As for human DNA. Well, did someone touch the hot dog? Did someone even touch the business end of their tongs then pick up the hot dog with them? Did a drop of sweat or flake of dandruff go astray?
There’s a bit of a paradox involved in the increasing sensitivity of DNA testing. As it becomes more sensitive in many ways it becomes less specific. So in a sense, the more it tells you the less you know. (And don’t even get me started on the difficulty of interpreting mixed profiles).
It says they use next-generation sequencing. The principle is you get millions of short sequencing reads and then compare with known sequences. If the number of sequences is high enough you can calculate ratios with some accurary. It’s impossible to say how good their study is without more detail on what they did actually.
It’s kind of weird that some countries have nothing to eat while others spends a fortune sequencing their hot-dogs to make sure they’re not eating the wrong kind of animal.
……
‘I know this may seem a somewhat esoteric question, but what’s in the
meat pies?’
‘Meat.’
‘And what kind of meat?’
‘Ah, you want one of the gourmet meat pies, then?’
Yeah, that does sound expensive. But it’s not so much the sequencing and calculation techniques I was talking about as the protocols for collection, storage and maintaining a clean environment – as well as how many PCR cycles they use.

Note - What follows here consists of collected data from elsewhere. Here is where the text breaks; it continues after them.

#![forbid(unsafe_code)]

//! pdfdesk core
//!
//! Shared foundations for the pdfdesk frontend runtime:
//!
//! - [`Clock`] - monotonic and manually driven time sources
//! - [`Delay`] - validated, non-negative timer delays
//! - [`ThrottlePolicy`] - how throttled wrappers treat in-window input
//! - [`TimingError`] / [`ConfigError`] - the error taxonomy
//! - [`RuntimeConfig`] - tunables loaded from TOML, JSON, or the environment
//! - [`init_logging`] - `tracing` subscriber installation
//!
//! # Role in pdfdesk
//! `pdfdesk-core` has no scheduling logic of its own. `pdfdesk-runtime`
//! builds the scheduler, timing wrappers, and history engine on top of it.

pub mod clock;
pub mod config;
pub mod delay;
pub mod error;
pub mod logging;

pub use clock::{Clock, ManualClock, MonotonicClock};
pub use config::{
    ActivitySettings, HistorySettings, RetrySettings, RuntimeConfig, TimingSettings,
};
pub use delay::{Delay, ThrottlePolicy};
pub use error::{CallbackError, CallbackOutput, ConfigError, TimingError};
pub use logging::{LogFormat, LogSettings, init_logging};
#![forbid(unsafe_code)]

//! Past/present/future snapshot history with a capped past.

use std::collections::VecDeque;
use std::fmt;

use pdfdesk_core::HistorySettings;
use serde::{Deserialize, Serialize};
use tracing::trace;

/// Configuration for [`History`].
#[derive(Debug, Clone, Copy, PartialEq, Eq)]
pub struct HistoryConfig {
    /// Maximum number of snapshots kept in `past`. Oldest entries are
    /// evicted first. Zero keeps nothing.
    pub max_history: usize,
}

impl Default for HistoryConfig {
    fn default() -> Self {
        Self { max_history: 50 }
    }
}

impl HistoryConfig {
    #[must_use]
    pub fn new(max_history: usize) -> Self {
        Self { max_history }
    }

    /// No eviction at all (for tests and short-lived editors).
    #[must_use]
    pub fn unlimited() -> Self {
        Self {
            max_history: usize::MAX,
        }
    }
}

impl From<&HistorySettings> for HistoryConfig {
    fn from(settings: &HistorySettings) -> Self {
        Self::new(settings.max_history)
    }
}

/// An owned copy of all three slots, in the same order as [`History`].
#[derive(Debug, Clone, PartialEq, Eq, Serialize, Deserialize)]
pub struct HistoryState<T> {
    pub past: Vec<T>,
    pub present: Option<T>,
    pub future: Vec<T>,
}

impl<T> Default for HistoryState<T> {
    fn default() -> Self {
        Self {
            past: Vec::new(),
            present: None,
            future: Vec::new(),
        }
    }
}

/// Undo/redo over immutable snapshots.
///
/// # Invariants
///
/// 1. `past.len() <= config.max_history` after every operation.
/// 2. `push` clears `future`.
/// 3. `present` is its own slot, never an element of `past` or `future`.
/// 4. `can_undo() == !past.is_empty()` and `can_redo() == !future.is_empty()`.
pub struct History<T> {
    /// Oldest first.
    past: VecDeque<T>,
    present: Option<T>,
    /// Nearest redo first.
    future: VecDeque<T>,
    config: HistoryConfig,
}

impl<T: fmt::Debug> fmt::Debug for History<T> {
    fn fmt(&self, f: &mut fmt::Formatter<'_>) -> fmt::Result {
        f.debug_struct("History")
            .field("present", &self.present)
            .field("undo_depth", &self.past.len())
            .field("redo_depth", &self.future.len())
            .field("config", &self.config)
            .finish()
    }
}

impl<T> Default for History<T> {
    fn default() -> Self {
        Self::new(HistoryConfig::default())
    }
}

impl<T> History<T> {
    /// An empty history with no present value.
    #[must_use]
    pub fn new(config: HistoryConfig) -> Self {
        Self {
            past: VecDeque::new(),
            present: None,
            future: VecDeque::new(),
            config,
        }
    }

    #[must_use]
    pub fn with_initial(initial: T, config: HistoryConfig) -> Self {
        let mut history = Self::new(config);
        history.present = Some(initial);
        history
    }

    /// Rebuild a history from a saved state. `past` is trimmed to capacity
    /// from the oldest end.
    #[must_use]
    pub fn from_state(state: HistoryState<T>, config: HistoryConfig) -> Self {
        let mut history = Self {
            past: state.past.into(),
            present: state.present,
            future: state.future.into(),
            config,
        };
        history.enforce_capacity();
        history
    }

    // ====================================================================
    // Navigation
    // ====================================================================

    /// Record `value` as the new present. The previous present (if any)
    /// becomes the most recent past entry, and all redo history is dropped.
    pub fn push(&mut self, value: T) {
        if let Some(previous) = self.present.replace(value) {
            self.past.push_back(previous);
            self.enforce_capacity();
        }
        self.future.clear();
        trace!(undo_depth = self.past.len(), "history push");
    }

    /// Step back one entry. Returns `None` (and changes nothing) if there is
    /// no past.
    pub fn undo(&mut self) -> Option<&T> {
        let previous = self.past.pop_back()?;
        if let Some(current) = self.present.replace(previous) {
            self.future.push_front(current);
        }
        trace!(
            undo_depth = self.past.len(),
            redo_depth = self.future.len(),
            "history undo"
        );
        self.present.as_ref()
    }

    /// Step forward one entry. Returns `None` (and changes nothing) if there
    /// is no future.
    pub fn redo(&mut self) -> Option<&T> {
        let next = self.future.pop_front()?;
        if let Some(current) = self.present.replace(next) {
            self.past.push_back(current);
            self.enforce_capacity();
        }
        trace!(
            undo_depth = self.past.len(),
            redo_depth = self.future.len(),
            "history redo"
        );
        self.present.as_ref()
    }

    /// Forget all history and start over from `present`.
    pub fn reset(&mut self, present: Option<T>) {
        self.past.clear();
        self.future.clear();
        self.present = present;
    }

    /// Forget past and future, keeping the present.
    pub fn clear(&mut self) {
        self.past.clear();
        self.future.clear();
    }

    // ====================================================================
    // Query
    // ====================================================================

    #[must_use]
    pub fn present(&self) -> Option<&T> {
        self.present.as_ref()
    }

    /// Oldest first.
    pub fn past(&self) -> impl ExactSizeIterator<Item = &T> + DoubleEndedIterator {
        self.past.iter()
    }

    /// Nearest redo first.
    pub fn future(&self) -> impl ExactSizeIterator<Item = &T> + DoubleEndedIterator {
        self.future.iter()
    }

    #[must_use]
    pub fn can_undo(&self) -> bool {
        !self.past.is_empty()
    }

    #[must_use]
    pub fn can_redo(&self) -> bool {
        !self.future.is_empty()
    }

    #[must_use]
    pub fn undo_depth(&self) -> usize {
        self.past.len()
    }

    #[must_use]
    pub fn redo_depth(&self) -> usize {
        self.future.len()
    }

    #[must_use]
    pub fn config(&self) -> &HistoryConfig {
        &self.config
    }

    /// Change the capacity. Shrinking evicts the oldest past entries now.
    pub fn set_max_history(&mut self, max_history: usize) {
        self.config.max_history = max_history;
        self.enforce_capacity();
    }

    fn enforce_capacity(&mut self) {
        while self.past.len() > self.config.max_history {
            self.past.pop_front();
        }
    }
}

impl<T: Clone> History<T> {
    /// Snapshot of all three slots.
    #[must_use]
    pub fn state(&self) -> HistoryState<T> {
        HistoryState {
            past: self.past.iter().cloned().collect(),
            present: self.present.clone(),
            future: self.future.iter().cloned().collect(),
        }
    }
}

// ============================================================================
// Tests
// ============================================================================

Two questions, for example, would be whether they keep elimination profiles of everyone involved in collection and processing to ensure that the human DNA isn’t coming from one of their own people or whether they keep and compare polymorphic pork sequences to check whether the volatile, already amplified products of previous rounds of PCR have been properly eliminated from the lab between runs.